How to evaluate multiple (classification) models and choose the best one? (without doing too much manual work)

Hello,

I am looking into KNIME as an analytical workbench and data mining tool. Looks very promising and have built some models already. However I find it pretty hard to find an efficient way to optimize and choose amongst different models.

So for an example, let's look at a classification example. 

  • I have three classification models (algorithms)
    • Decision tree
    • Logistic regression
    • SVM
  • I have a dataset split in train, validation and test (60/20/20)

My questions are

  1. How can I use train and validate to optimize the learner
    1. How can I run different versions of the learners (eg. Dec.Tree with and without pruning, SVM with Poly, HT or RBF kernel)
    2. with the validation I would like to optimize the parameters of the algorithms, like min. nr of records per node, gamma, kappa, etc.
  2. How can I compare the performance of the different models on the different data sets and select my best model?
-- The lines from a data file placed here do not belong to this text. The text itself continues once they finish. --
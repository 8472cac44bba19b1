use crate::{
    catalog::CatalogIndex,
    models::{
        RecommendationRequest, RecommendationResponse, ScoredWine, TasteRecommendationRequest,
        TasteRecommendationResponse, Wine, WineFilter,
    },
    services::{CommentContext, CommentaryGenerator, RecommendationService},
};
use actix_web::{
    web::{self, Json},
    HttpResponse,
};
use futures::future::join_all;

/// Default result counts per endpoint.
const FILTERED_LIMIT: usize = 20;
const SIMPLE_LIMIT: usize = 15;
const TASTE_LIMIT: usize = 12;

/// How many of the top results receive an individual comment.
const TOP_COMMENTED: usize = 3;

pub fn recommendations_config(cfg: &mut web::ServiceConfig) {
    cfg.service(
        web::resource("/recommendations").route(web::post().to(get_filtered_recommendations)),
    )
    .service(
        web::resource("/recommendations/simple").route(web::post().to(get_simple_recommendations)),
    )
    .service(
        web::resource("/recommendations/taste").route(web::post().to(get_taste_recommendations)),
    );
}

/// Query search constrained by the caller's filters. A blank query is
/// valid and means "browse within filters".
pub async fn get_filtered_recommendations(
    request: Json<RecommendationRequest>,
    ranker: web::Data<RecommendationService>,
    commentary: web::Data<CommentaryGenerator>,
) -> HttpResponse {
    let filter = request.filters.clone().unwrap_or_default();
    let limit = request.limit.unwrap_or(FILTERED_LIMIT);

    let mut recommendations = ranker.search(&request.query, &filter, limit).await;

    let llm_comment = commentary
        .generate_comment(&CommentContext::Filtered {
            query: &request.query,
            filters: &filter,
            recommendations: &recommendations,
        })
        .await;

    attach_wine_comments(&commentary, &mut recommendations).await;

    HttpResponse::Ok().json(RecommendationResponse {
        recommendations,
        llm_comment: Some(llm_comment),
    })
}

/// Unfiltered query search with a smaller default result count.
pub async fn get_simple_recommendations(
    request: Json<RecommendationRequest>,
    ranker: web::Data<RecommendationService>,
    commentary: web::Data<CommentaryGenerator>,
) -> HttpResponse {
    let limit = request.limit.unwrap_or(SIMPLE_LIMIT);

    let mut recommendations = ranker
        .search(&request.query, &WineFilter::default(), limit)
        .await;

    let llm_comment = commentary
        .generate_comment(&CommentContext::Simple {
            query: &request.query,
            recommendations: &recommendations,
        })
        .await;

    attach_wine_comments(&commentary, &mut recommendations).await;

    HttpResponse::Ok().json(RecommendationResponse {
        recommendations,
        llm_comment: Some(llm_comment),
    })
}

/// Recommendations derived from a set of selected wines. An empty or
/// unresolvable selection yields an empty list, not an error.
pub async fn get_taste_recommendations(
    request: Json<TasteRecommendationRequest>,
    catalog: web::Data<CatalogIndex>,
    ranker: web::Data<RecommendationService>,
    commentary: web::Data<CommentaryGenerator>,
) -> HttpResponse {
    let limit = request.limit.unwrap_or(TASTE_LIMIT);

    let result = ranker.recommend_for_selection(&request.selected_wines, limit);

    let selected: Vec<&Wine> = request
        .selected_wines
        .iter()
        .filter_map(|id| catalog.lookup_by_id(*id))
        .collect();

    let llm_comment = commentary
        .generate_comment(&CommentContext::Taste {
            selected: &selected,
            profile: &result.profile,
            recommendations: &result.recommendations,
        })
        .await;

    HttpResponse::Ok().json(TasteRecommendationResponse {
        recommendations: result.recommendations,
        preference_analysis: result.profile,
        llm_comment: Some(llm_comment),
    })
}

async fn attach_wine_comments(commentary: &CommentaryGenerator, wines: &mut [ScoredWine]) {
    let comments = join_all(wines.iter().take(TOP_COMMENTED).map(|scored| {
        let context = CommentContext::WineDetails { wine: &scored.wine };
        async move { commentary.generate_comment(&context).await }
    }))
    .await;

    for (scored, comment) in wines.iter_mut().zip(comments) {
        scored.llm_comment = Some(comment);
    }
}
Doing something like this in SAS EM would require 'just a couple of nodes' (and a lot of Euros :)), not sure how to do this in KNIME and if it is possible at all.. 

Any help would be appreciated.

regards,

Geoffrey

Do you want to automate this? 

You could do some loops that iterate over different configurations to achieve your DT learning. Or you could manually configure the mutliple options and stick them in a meta node (this would be my preference if you only have a few different configs). 

There are performance calculating nodes like "Scorer" which will produce a performance for classification models. I'm sure there is an equivalent for regression. 

For optimising parameters look into the parameter optimisation loop nodes in the labs section. They should do what you are after.

Cheers

Sam